CD40L and IL-4 lymph node-associated signals protect B cells from rituximab-induced ADCC via KIR and NKG2A
CD40L and IL-4 lymph node-associated signals protect B cells from rituximab-induced ADCC via KIR and NKG2A
Autoreactive B cells that remain in lymphatic tissue after anti-CD20 antibody therapy are considered a major contributing factor to relapse in patients with autoimmune diseases. Natural killer (NK) cells contribute to the depletion of autoreactive B cells by anti-CD20 antibodies via antibody-dependent cellular cytotoxicity (ADCC).
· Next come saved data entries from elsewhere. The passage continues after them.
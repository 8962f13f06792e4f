//! Presentation targets: a window surface, or an offscreen texture that is
//! read back into an image after every frame.

use image::RgbaImage;
use std::sync::Arc;
use tracing::{debug, info};
use wgpu::*;
use winit::window::Window;

use super::buffers::{create_buffer, map_read_blocking};
use super::context::GpuContext;
use crate::frame::{Acquire, FrameError, PresentStatus, Presenter};

/// Anything the blit pass can draw into.
pub trait RenderTarget {
    fn view(&self) -> &TextureView;
    fn format(&self) -> TextureFormat;
}

pub struct SurfaceImage {
    texture: SurfaceTexture,
    view: TextureView,
    format: TextureFormat,
}

impl RenderTarget for SurfaceImage {
    fn view(&self) -> &TextureView {
        &self.view
    }

    fn format(&self) -> TextureFormat {
        self.format
    }
}

/// Swapchain of a winit window.
pub struct SurfacePresenter {
    ctx: Arc<GpuContext>,
    window: Arc<Window>,
    surface: Surface<'static>,
    config: SurfaceConfiguration,
}

impl SurfacePresenter {
    pub fn new(
        ctx: Arc<GpuContext>,
        window: Arc<Window>,
        surface: Surface<'static>,
        immediate: bool,
    ) -> Result<Self, FrameError> {
        let caps = surface.get_capabilities(&ctx.adapter);
        // The compositor writes display-ready values; an sRGB target would
        // encode them twice.
        let format = caps
            .formats
            .iter()
            .copied()
            .find(|f| !f.is_srgb())
            .or_else(|| caps.formats.first().copied())
            .ok_or_else(|| FrameError::Device("surface reports no formats".into()))?;

        let present_mode = if immediate && caps.present_modes.contains(&PresentMode::Immediate) {
            PresentMode::Immediate
        } else {
            PresentMode::Fifo
        };
        let alpha_mode = caps
            .alpha_modes
            .first()
            .copied()
            .unwrap_or(CompositeAlphaMode::Auto);

        let size = window.inner_size();
        let config = SurfaceConfiguration {
            usage: TextureUsages::RENDER_ATTACHMENT,
            format,
            width: size.width,
            height: size.height,
            present_mode,
            alpha_mode,
            view_formats: vec![],
            desired_maximum_frame_latency: 2,
        };
        if size.width > 0 && size.height > 0 {
            surface.configure(&ctx.device, &config);
        }
        info!(?format, ?present_mode, "configured surface");

        Ok(Self {
            ctx,
            window,
            surface,
            config,
        })
    }

    pub fn window(&self) -> &Arc<Window> {
        &self.window
    }
}

impl Presenter for SurfacePresenter {
    type Image = SurfaceImage;

    fn acquire(&mut self) -> Result<Acquire<SurfaceImage>, FrameError> {
        if (self.config.width, self.config.height) != self.size() {
            return Ok(Acquire::OutOfDate);
        }

        let texture = match self.surface.get_current_texture() {
            Ok(texture) => texture,
            Err(SurfaceError::Lost | SurfaceError::Outdated) => return Ok(Acquire::OutOfDate),
            Err(e) => return Err(FrameError::Acquire(e.to_string())),
        };
        let suboptimal = texture.suboptimal;
        let view = texture
            .texture
            .create_view(&TextureViewDescriptor::default());
        let image = SurfaceImage {
            texture,
            view,
            format: self.config.format,
        };

        Ok(if suboptimal {
            Acquire::Suboptimal(image)
        } else {
            Acquire::Ready(image)
        })
    }

    fn present(&mut self, image: SurfaceImage) -> Result<PresentStatus, FrameError> {
        self.window.pre_present_notify();
        image.texture.present();
        Ok(PresentStatus::Presented)
    }

    fn recreate(&mut self) -> Result<(), FrameError> {
        let (width, height) = self.size();
        if width == 0 || height == 0 {
            return Ok(());
        }
        self.config.width = width;
        self.config.height = height;
        self.surface.configure(&self.ctx.device, &self.config);
        debug!(width, height, "reconfigured surface");
        Ok(())
    }

    fn size(&self) -> (u32, u32) {
        let size = self.window.inner_size();
        (size.width, size.height)
    }
}

pub struct OffscreenImage {
    view: TextureView,
}

impl RenderTarget for OffscreenImage {
    fn view(&self) -> &TextureView {
        &self.view
    }

    fn format(&self) -> TextureFormat {
        OffscreenPresenter::FORMAT
    }
}

/// Renders into a texture and reads every presented frame back.
pub struct OffscreenPresenter {
    ctx: Arc<GpuContext>,
    width: u32,
    height: u32,
    pending_size: Option<(u32, u32)>,
    texture: Texture,
    readback: Buffer,
    padded_row: u32,
    last_frame: Option<RgbaImage>,
}

impl OffscreenPresenter {
    pub const FORMAT: TextureFormat = TextureFormat::Rgba8Unorm;

    pub fn new(ctx: Arc<GpuContext>, width: u32, height: u32) -> Self {
        let (texture, readback, padded_row) = Self::allocate(&ctx.device, width, height);
        Self {
            ctx,
            width,
            height,
            pending_size: None,
            texture,
            readback,
            padded_row,
            last_frame: None,
        }
    }

    fn allocate(device: &Device, width: u32, height: u32) -> (Texture, Buffer, u32) {
        let texture = device.create_texture(&TextureDescriptor {
            label: Some("Offscreen Target"),
            size: Extent3d {
                width: width.max(1),
                height: height.max(1),
                depth_or_array_layers: 1,
            },
            mip_level_count: 1,
            sample_count: 1,
            dimension: TextureDimension::D2,
            format: Self::FORMAT,
            usage: TextureUsages::RENDER_ATTACHMENT | TextureUsages::COPY_SRC,
            view_formats: &[],
        });

        // Buffer rows must be 256-byte aligned.
        let padded_row = (width.max(1) * 4).next_multiple_of(COPY_BYTES_PER_ROW_ALIGNMENT);
        let readback = create_buffer(
            device,
            "Offscreen Readback",
            padded_row as u64 * height.max(1) as u64,
            BufferUsages::MAP_READ | BufferUsages::COPY_DST,
        );
        (texture, readback, padded_row)
    }

    /// Request a new size. The next acquire reports the target out of date
    /// so the frame loop recreates it.
    pub fn resize(&mut self, width: u32, height: u32) {
        self.pending_size = Some((width, height));
    }

    pub fn last_frame(&self) -> Option<&RgbaImage> {
        self.last_frame.as_ref()
    }

    pub fn take_frame(&mut self) -> Option<RgbaImage> {
        self.last_frame.take()
    }

    fn read_back(&self) -> Result<RgbaImage, FrameError> {
        let device = &self.ctx.device;
        let mut encoder = device.create_command_encoder(&CommandEncoderDescriptor {
            label: Some("Offscreen Readback Encoder"),
        });
        encoder.copy_texture_to_buffer(
            ImageCopyTexture {
                texture: &self.texture,
                mip_level: 0,
                origin: Origin3d::ZERO,
                aspect: TextureAspect::All,
            },
            ImageCopyBuffer {
                buffer: &self.readback,
                layout: ImageDataLayout {
                    offset: 0,
                    bytes_per_row: Some(self.padded_row),
                    rows_per_image: Some(self.height),
                },
            },
            Extent3d {
                width: self.width,
                height: self.height,
                depth_or_array_layers: 1,
            },
        );
        self.ctx.queue.submit(Some(encoder.finish()));

        let padded: Vec<u8> = map_read_blocking(
            device,
            &self.readback,
            (self.padded_row * self.height) as usize,
        )
        .map_err(FrameError::Readback)?;

        let row = (self.width * 4) as usize;
        let mut pixels = Vec::with_capacity(row * self.height as usize);
        for chunk in padded.chunks(self.padded_row as usize) {
            pixels.extend_from_slice(&chunk[..row]);
        }
        RgbaImage::from_raw(self.width, self.height, pixels)
            .ok_or_else(|| FrameError::Readback("readback size mismatch".into()))
    }
}

impl Presenter for OffscreenPresenter {
    type Image = OffscreenImage;

    fn acquire(&mut self) -> Result<Acquire<OffscreenImage>, FrameError> {
        if self.pending_size.is_some() {
            return Ok(Acquire::OutOfDate);
        }
        let view = self.texture.create_view(&TextureViewDescriptor::default());
        Ok(Acquire::Ready(OffscreenImage { view }))
    }

    fn present(&mut self, _image: OffscreenImage) -> Result<PresentStatus, FrameError> {
        self.last_frame = Some(self.read_back()?);
        Ok(PresentStatus::Presented)
    }

    fn recreate(&mut self) -> Result<(), FrameError> {
        if let Some((width, height)) = self.pending_size.take() {
            let (texture, readback, padded_row) =
                Self::allocate(&self.ctx.device, width, height);
            self.texture = texture;
            self.readback = readback;
            self.padded_row = padded_row;
            self.width = width;
            self.height = height;
        }
        Ok(())
    }

    fn size(&self) -> (u32, u32) {
        (self.width, self.height)
    }
}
However, the impact of germinal centre–associated signals CD40 ligand (CD40L) and interleukin-4 (IL-4) on ADCC was unknown. This study used a combination of flow cytometry, immunohistochemistry, and ex vivo functional assays using peripheral blood mononuclear cells to investigate how CD40L and IL-4 affect NK cell–B cell interactions. CD40L and IL-4 significantly upregulate human leukocyte antigen (HLA)-E and total HLA Class I expression on the surface of B cells from healthy donors, as well as patients with rheumatoid arthritis and systemic lupus erythematosus. The upregulation of HLA-E and total HLA functions to inhibit B-cell depletion by NK cell–mediated ADCC induced by rituximab via NKG2A and killer cell immunoglobulin-like receptors (KIR). Moreover, B cells that have differentiated through the germinal centre have higher expression of HLA-E and total HLA compared with naive B cells and are more resistant to depletion by rituximab. In accordance with this, blockade of NKG2A and inhibitory KIRs by monalizumab and lirilumab, respectively, increased antibody-dependent cellular cytotoxicity against autologous B cells in vitro. Overall, this study identifies a novel mechanism of resistance of B cells to NK cell cytotoxicity and indicates that blockade of the HLA-E:NKG2A and HLA:KIR checkpoint axes could be beneficial for improving B-cell depletion in patients with autoimmune diseases.
antibodies, autoimmunity, natural killer cells
Graham, Lara V.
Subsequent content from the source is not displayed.